Hermann Keyserling, en Raykull, Estonia, 1918. “Diario de viaje de un filósofo”.

“El camino más corto para encontrarse uno a sí mismo da la vuelta al mundo. Me dispongo, pues, a dar la vuelta al mundo. Europa ya no me produce efecto. Harto familiar me es este mundo para obligar a mi alma a nuevas configuraciones. Además, es un mundo demasiado limitado. Toda Europa tiene en los esencial un solo espíritu. Quiero anchura, dilataciones donde mi vida tenga que transformarse por completo para subsistir, donde la intelección requiera una radical renovación de los recursos intelectuales, donde tenga que olvidar mucho –cuánto más, mejor- de lo que supe y fui.

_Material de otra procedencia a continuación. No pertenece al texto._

//! Error types for remix-config

use std::path::PathBuf;

pub use remix_routes::BoxError;

/// Result type for configuration resolution
pub type Result<T> = std::result::Result<T, Error>;

/// The preset lifecycle hook that was running when a failure occurred
#[derive(Debug, Clone, Copy, PartialEq, Eq)]
pub enum HookName {
    RemixConfig,
    RemixConfigResolved,
}

impl std::fmt::Display for HookName {
    fn fmt(&self, f: &mut std::fmt::Formatter<'_>) -> std::fmt::Result {
        match self {
            Self::RemixConfig => write!(f, "remixConfig"),
            Self::RemixConfigResolved => write!(f, "remixConfigResolved"),
        }
    }
}

/// Errors that can occur while resolving configuration
#[derive(Debug, thiserror::Error)]
pub enum Error {
    /// A preset hook failed; resolution is aborted
    #[error("Preset {preset:?} failed in {hook} hook: {source}")]
    PresetHook {
        preset: String,
        hook: HookName,
        #[source]
        source: BoxError,
    },

    /// A key outside the known configuration key set
    #[error("Unknown config key: {key}")]
    UnknownConfigKey { key: String },

    /// A key holds a value of the wrong shape
    #[error("Invalid value for config key {key}: expected {expected}")]
    InvalidConfigValue { key: String, expected: String },

    /// A function-valued key appeared where only data is allowed
    #[error("Config key {key} cannot be set from a config file")]
    NotSerializable { key: String },

    /// A preset name that no registry entry provides
    #[error("Unknown preset: {name}")]
    UnknownPreset { name: String },

    /// An attempt to mutate resolved configuration
    #[error("Resolved config is frozen; cannot set {path}")]
    FrozenConfig { path: String },

    /// Configuration file not found at expected path
    #[error("Configuration not found at {path}")]
    ConfigNotFound { path: PathBuf },

    /// Error from route tree handling
    #[error(transparent)]
    Routes(#[from] remix_routes::Error),

    /// Standard I/O error
    #[error(transparent)]
    Io(#[from] std::io::Error),

    /// TOML deserialization error
    #[error(transparent)]
    TomlDe(#[from] toml::de::Error),

    /// JSON serialization/deserialization error
    #[error(transparent)]
    Json(#[from] serde_json::Error),
}

impl Error {
    pub(crate) fn invalid_value(key: impl std::fmt::Display, expected: &str) -> Self {
        Self::InvalidConfigValue {
            key: key.to_string(),
            expected: expected.to_string(),
        }
    }
}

Quiero que el clima de los trópicos y otros muchos aspectos imprevisibles envuelvan mi ser y actúen sobre mi alma, para ver lo que será entonces de mí. Ya están cortadas las relaciones con lo que me sujeta. Siento en mi la beatitud de la libertad conquistada. De seguro que no hay nadie ahora más independiente que yo. No tengo profesión externa, no tengo familia que me preocupe; no tengo obligaciones que llenen mi tiempo, puedo hacer u omitir lo que me plazca”.